Me acompañó a la puerta. Me dio un abrazo eterno, que todavía puedo sentir, que puedo evocar y reconstruir cuando ando por el patio por el que él ya nunca más va a andar, en el que nunca jamás me lo voy a volver a encontrar viendo las copas de lo árboles y sorbiendo su taza de café, y dijo "Estoy bien orgulloso de vos. Ya te miro encaminado en la vida que querés vivir; en tu vida. Tu libro, ya lo tenés, tu hija, una familia, sos admirable, he descubierto en vos un hombre admirable y eso me hace enormemente feliz."

Lo miré a la cara, sin saber que era la última vez, la despedida definitiva, y de todas formas el tiempo quedó suspendido para siempre, anidado en aquellos ojos verdes que hoy deben ser una masa pútrida sobre una plancha de concreto. Fue un instante que se dislocó del discurrir habitual del tiempo y del universo, de la infinita cadena causal que nos constituye y que se alojó para siempre en un tiempo y un espacio equidistante al tiempo y al espacio, en mis entrañas, en la realidad única de una experiencia individual. "Todo lo que ves sos vos, papi", le dije, y lo besé. Luego crucé el patio y regresé a mi cabaña, con mi esposa y mi hija que dormía.

"Acompañame a fumarme un churro", le dije a mi esposa. Ella asintió con su dulce e infinita resignación.

B

He referido el extraño estado en el que mi percepción o el discurrir general de la realidad manifestaba. Es por eso, que llegados a este punto, todo se transforma en una cadena de terribles y sucesivos acontecimientos; instantes que tan pronto existían, eran abolidos por uno nuevo, que sería abolido por uno posterior, sin tiempo, sin aliento, sin aire o sangre en las venas para reaccionar tan rápido ante algo inesperado, absolutamente inesperado.

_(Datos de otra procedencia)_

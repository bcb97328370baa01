/// Rectified linear unit.
#[derive(Clone, Copy, Debug, Default)]
pub struct Relu;

impl Relu {
    pub fn new() -> Self {
        Self
    }

    pub fn f(&self, z: f32) -> f32 {
        z.max(0.)
    }

    /// The derivative expressed through the unit's output, zero wherever the unit was inactive.
    pub fn df(&self, a: f32) -> f32 {
        if a > 0. { 1. } else { 0. }
    }
}
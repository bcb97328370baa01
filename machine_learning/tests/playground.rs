use std::num::NonZeroUsize;

use machine_learning::{
    dataset::{DatasetKind, DatasetSpec},
    training::{Trainer, TrainerConfig, TrainerState},
};
use rand::{SeedableRng, rngs::StdRng};

fn config(epochs: usize, learning_rate: f32, hidden: &[usize]) -> TrainerConfig {
    TrainerConfig::new(
        NonZeroUsize::new(epochs).unwrap(),
        learning_rate,
        hidden.to_vec(),
    )
}

#[test]
fn generated_datasets_train_end_to_end() {
    for kind in [DatasetKind::Quadrant, DatasetKind::Moons, DatasetKind::Diagonal] {
        let mut trainer = Trainer::new(StdRng::seed_from_u64(3), Default::default());
        let spec = DatasetSpec::new(kind, 200).with_noise(0.1);

        assert_eq!(trainer.generate(&spec).num_classes(), kind.num_classes());

        let report = trainer.train(&config(5, 0.05, &[8])).unwrap().unwrap();

        assert_eq!(report.epoch, 5);
        assert!(report.loss.is_finite());
        assert!((0. ..=1.).contains(&report.accuracy));
        assert_eq!(trainer.state(), TrainerState::Idle);
    }
}

#[test]
fn a_trained_model_paints_a_full_grid() {
    let mut trainer = Trainer::new(StdRng::seed_from_u64(11), Default::default());
    trainer.generate(&DatasetSpec::new(DatasetKind::Quadrant, 200));
    trainer.train(&config(20, 0.1, &[16])).unwrap();

    let grid = trainer
        .decision_grid(NonZeroUsize::new(30).unwrap())
        .unwrap();

    assert_eq!(grid.cells().dim(), (30, 30));
    assert_eq!(grid.class_counts(4).iter().sum::<usize>(), 900);
    assert!(grid.cells().iter().all(|&class| class < 4));
}

#[test]
fn the_same_seed_trains_the_same_model() {
    let run = || {
        let mut trainer = Trainer::new(StdRng::seed_from_u64(5), Default::default());
        trainer.generate(&DatasetSpec::new(DatasetKind::Moons, 100).with_noise(0.2));
        let report = trainer.train(&config(10, 0.05, &[8, 8])).unwrap();
        (report, trainer.model().cloned())
    };

    assert_eq!(run(), run());
}
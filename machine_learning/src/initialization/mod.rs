mod constant;
mod error;
mod param_gen;
mod random;

pub use constant::ConstParamGen;
pub use error::{RandErr, Result};
pub use param_gen::ParamGen;
pub use random::RandParamGen;
mod diagonal;
mod moons;
mod quadrant;

use std::{
    fmt::{self, Display},
    str::FromStr,
};

use log::debug;
use rand::Rng;

use super::{BoxMuller, Dataset, Point};
use crate::MlErr;

pub use diagonal::diagonal_stripes;
pub use moons::two_moons;
pub use quadrant::quadrant_blobs;

/// Gap between the moons when none is requested.
pub const DEFAULT_GAP: f32 = 0.2;

/// The synthetic distributions a dataset can be drawn from.
#[derive(Debug, Clone, Copy, PartialEq, Eq, Hash)]
pub enum DatasetKind {
    /// Four gaussian blobs, one per quadrant and class.
    Quadrant,
    /// Two interleaved half rings.
    Moons,
    /// Four corner blobs where both ends of the main diagonal share a class.
    Diagonal,
}

impl DatasetKind {
    /// The name used to request this kind.
    pub fn name(&self) -> &'static str {
        match self {
            DatasetKind::Quadrant => "quadrant",
            DatasetKind::Moons => "moon",
            DatasetKind::Diagonal => "diagonal",
        }
    }

    /// The amount of classes a dataset of this kind carries.
    pub fn num_classes(&self) -> usize {
        match self {
            DatasetKind::Quadrant => 4,
            DatasetKind::Moons => 2,
            DatasetKind::Diagonal => 3,
        }
    }
}

impl Display for DatasetKind {
    fn fmt(&self, f: &mut fmt::Formatter<'_>) -> fmt::Result {
        f.write_str(self.name())
    }
}

impl FromStr for DatasetKind {
    type Err = MlErr;

    fn from_str(s: &str) -> Result<Self, Self::Err> {
        match s.trim().to_ascii_lowercase().as_str() {
            "quadrant" => Ok(DatasetKind::Quadrant),
            "moon" | "moons" => Ok(DatasetKind::Moons),
            "diagonal" => Ok(DatasetKind::Diagonal),
            _ => Err(MlErr::UnknownDataset(s.to_string())),
        }
    }
}

/// A request for a synthetic dataset.
#[derive(Debug, Clone, Copy, PartialEq)]
pub struct DatasetSpec {
    pub kind: DatasetKind,
    /// The desired amount of points.
    pub n: usize,
    /// Noise factor in `[0, 1]`, higher means more spread and more overlap.
    pub noise: f32,
    /// Vertical gap between the moons, ignored by the other kinds.
    pub gap: f32,
}

impl DatasetSpec {
    /// Creates a noiseless `DatasetSpec` with the default gap.
    pub fn new(kind: DatasetKind, n: usize) -> Self {
        Self {
            kind,
            n,
            noise: 0.,
            gap: DEFAULT_GAP,
        }
    }

    pub fn with_noise(self, noise: f32) -> Self {
        Self { noise, ..self }
    }

    pub fn with_gap(self, gap: f32) -> Self {
        Self { gap, ..self }
    }
}

/// Generates the dataset described by `spec`.
///
/// # Arguments
/// * `rng` - The random source, seed it for reproducible datasets.
/// * `spec` - The dataset request.
pub fn generate<R: Rng + ?Sized>(rng: &mut R, spec: &DatasetSpec) -> Dataset {
    let &DatasetSpec {
        kind,
        n,
        noise,
        gap,
    } = spec;

    let dataset = match kind {
        DatasetKind::Quadrant => quadrant_blobs(rng, n, noise),
        DatasetKind::Moons => two_moons(rng, n, noise, gap),
        DatasetKind::Diagonal => diagonal_stripes(rng, n, noise),
    };

    debug!(
        kind = kind.name(), requested = n, generated = dataset.len(), noise = noise;
        "generated dataset"
    );

    dataset
}

/// The center of a gaussian cluster and the class its points belong to.
#[derive(Debug, Clone, Copy)]
struct Center {
    x: f32,
    y: f32,
    label: usize,
}

impl Center {
    const fn new(x: f32, y: f32, label: usize) -> Self {
        Self { x, y, label }
    }

    /// Samples a point around this center with `sigma` jitter on both axes.
    fn sample<R: Rng + ?Sized>(&self, rng: &mut R, sigma: f32) -> Point {
        let x = self.x + BoxMuller.jitter(rng, sigma);
        let y = self.y + BoxMuller.jitter(rng, sigma);
        Point::new(x, y, self.label)
    }
}

#[cfg(test)]
mod tests {
    use rand::{SeedableRng, rngs::StdRng};

    use super::*;

    #[test]
    fn kinds_parse_from_their_names() {
        for kind in [
            DatasetKind::Quadrant,
            DatasetKind::Moons,
            DatasetKind::Diagonal,
        ] {
            assert_eq!(kind.name().parse::<DatasetKind>().unwrap(), kind);
        }

        assert_eq!(" Moons ".parse::<DatasetKind>().unwrap(), DatasetKind::Moons);
        assert!(matches!(
            "spiral".parse::<DatasetKind>(),
            Err(MlErr::UnknownDataset(_))
        ));
    }

    #[test]
    fn generate_dispatches_on_the_kind() {
        let mut rng = StdRng::seed_from_u64(5);

        for kind in [
            DatasetKind::Quadrant,
            DatasetKind::Moons,
            DatasetKind::Diagonal,
        ] {
            let spec = DatasetSpec::new(kind, 120).with_noise(0.3);
            let dataset = generate(&mut rng, &spec);

            assert_eq!(dataset.len(), 120);
            assert_eq!(dataset.num_classes(), kind.num_classes());
        }
    }

    #[test]
    fn the_same_seed_yields_the_same_dataset() {
        let spec = DatasetSpec::new(DatasetKind::Diagonal, 203).with_noise(0.5);

        let a = generate(&mut StdRng::seed_from_u64(9), &spec);
        let b = generate(&mut StdRng::seed_from_u64(9), &spec);

        assert_eq!(a, b);
    }
}
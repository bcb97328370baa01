use ndarray::prelude::*;

use super::Sequential;
use crate::{MlErr, Result};

/// The gradient of a single dense layer's parameters.
#[derive(Clone, Debug, PartialEq)]
pub struct LayerGrad {
    dw: Array2<f32>,
    db: Array1<f32>,
}

impl LayerGrad {
    pub fn new(dw: Array2<f32>, db: Array1<f32>) -> Self {
        Self { dw, db }
    }

    /// Creates an all-zero gradient for a layer with `dim` inputs and outputs.
    pub fn zeros(dim: (usize, usize)) -> Self {
        Self::new(Array2::zeros(dim), Array1::zeros(dim.1))
    }

    pub fn dw(&self) -> ArrayView2<'_, f32> {
        self.dw.view()
    }

    pub fn db(&self) -> ArrayView1<'_, f32> {
        self.db.view()
    }
}

/// The gradient of every layer in a `Sequential`, in forward order.
#[derive(Clone, Debug, PartialEq)]
pub struct Gradient {
    layers: Vec<LayerGrad>,
}

impl Gradient {
    pub fn new(layers: Vec<LayerGrad>) -> Self {
        Self { layers }
    }

    /// Creates an all-zero gradient shaped after `model`.
    pub fn zeros_like(model: &Sequential) -> Self {
        let layers = model
            .layers()
            .iter()
            .map(|layer| LayerGrad::zeros(layer.dim()))
            .collect();

        Self::new(layers)
    }

    pub fn layers(&self) -> &[LayerGrad] {
        &self.layers
    }

    /// Adds `other` into this gradient.
    ///
    /// # Returns
    /// An error if both gradients don't belong to the same architecture.
    pub fn accumulate(&mut self, other: &Gradient) -> Result<()> {
        if self.layers.len() != other.layers.len() {
            return Err(MlErr::SizeMismatch {
                what: "gradient layers",
                got: other.layers.len(),
                expected: self.layers.len(),
            });
        }

        for (acc, grad) in self.layers.iter_mut().zip(&other.layers) {
            if acc.dw.dim() != grad.dw.dim() {
                return Err(MlErr::SizeMismatch {
                    what: "weight gradient",
                    got: grad.dw.len(),
                    expected: acc.dw.len(),
                });
            }

            acc.dw += &grad.dw;
            acc.db += &grad.db;
        }

        Ok(())
    }

    /// Multiplies every entry by `factor`.
    pub fn scale(&mut self, factor: f32) {
        for layer in &mut self.layers {
            layer.dw *= factor;
            layer.db *= factor;
        }
    }

    pub fn is_finite(&self) -> bool {
        self.layers
            .iter()
            .all(|l| l.dw.iter().chain(&l.db).all(|g| g.is_finite()))
    }
}
use ndarray::{Array1, ArrayView1};

pub trait LossFn {
    /// Measures how far a single prediction is from its target.
    fn loss(&self, y_pred: ArrayView1<f32>, y: ArrayView1<f32>) -> f32;

    /// The gradient of the loss with respect to the output layer's weighted sums.
    fn loss_prime(&self, y_pred: ArrayView1<f32>, y: ArrayView1<f32>) -> Array1<f32>;
}
use ndarray::Array1;

/// Normalized exponential, turns the output layer's scores into a probability distribution.
#[derive(Clone, Copy, Debug, Default)]
pub struct Softmax;

impl Softmax {
    pub fn new() -> Self {
        Self
    }

    /// Subtracts the highest score before exponentiating so large scores don't overflow.
    pub fn f(&self, z: Array1<f32>) -> Array1<f32> {
        let max = z.fold(f32::NEG_INFINITY, |max, &v| max.max(v));
        let mut exps = z.mapv_into(|v| (v - max).exp());
        let sum = exps.sum();
        exps /= sum;
        exps
    }
}
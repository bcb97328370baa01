use ndarray::{ArrayView, ArrayViewMut, Dimension};

use super::Optimizer;

/// Gradient descent optimization algorithm.
#[derive(Clone, Copy, Debug)]
pub struct GradientDescent {
    learning_rate: f32,
}

impl GradientDescent {
    /// Returns a new `GradientDescent`.
    ///
    /// # Arguments
    /// * `learning_rate` - The *length* of the steps taken on `update_params`.
    pub fn new(learning_rate: f32) -> Self {
        Self { learning_rate }
    }

    pub fn learning_rate(&self) -> f32 {
        self.learning_rate
    }
}

impl Optimizer for GradientDescent {
    /// Updates the parameters according to the algorithm's learning rule, that is, making a step in
    /// the opposite direction of the gradient, with a length of `learning_rate`.
    ///
    /// # Arguments
    /// * `params` - The parameters that are going to be modified.
    /// * `grad` - The gradient used for taking the step.
    fn update_params<D: Dimension>(
        &mut self,
        mut params: ArrayViewMut<'_, f32, D>,
        grad: ArrayView<'_, f32, D>,
    ) {
        params.scaled_add(-self.learning_rate, &grad);
    }
}
mod dense;

pub use dense::Dense;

La enumeración de los acaecimientos que ocuparon la noche de ese viernes 7 de junio y la madrugada y la mañana del sábado 8 no debería ocupar tantas líneas. Me limitaré a referir los sucesos, como espectador impotente y desesperado que fui, pues de otra manera me son inaccesibles.

Primero, tras regresar de la casa de mi papá salí con mi esposa a la parte de atrás de la cabaña. No recuerdo exactamente cómo era la luna de esa noche, si recuerdo muy bien las nubes pasando como una violenta marejada sobre su fantasma plateado. Recuerdo el cielo como la bóveda de un cráneo visto desde adentro. Recuerdo lo que le dije a mi esposa. Algo así como que aquí se acababan los huevos de Báez Bone, los huevos de mi abuelo que lo habían empujado a una muerte terrible y prematura, a la confección seguramente consciente, quizá no voluntariosa, pero si que consciente, del fantasma y del mito y de la horfandad de sus cuatro hijos. Que aquí se acababa el carrusel de la muerte. Que ya eran suficientes, sus tres hijos, su esposa, que mi papá había visto nacer a sus nietas y eso significaba mucho. Que lo miraba muy animado con la vida, con su vida. Que era un hombre increíble. Ella sonrió. Quizá dijo algo, no lo recuerdo. Me acabé el churro y entre a mi cuarto. Estaba muy entusiasmado con Shakespeare; acababa de terminar King Lear y Macbeth y estaba empezando con Hamlet. Lo agarré del estante de mi biblioteca que le correspondía y me puse a leer.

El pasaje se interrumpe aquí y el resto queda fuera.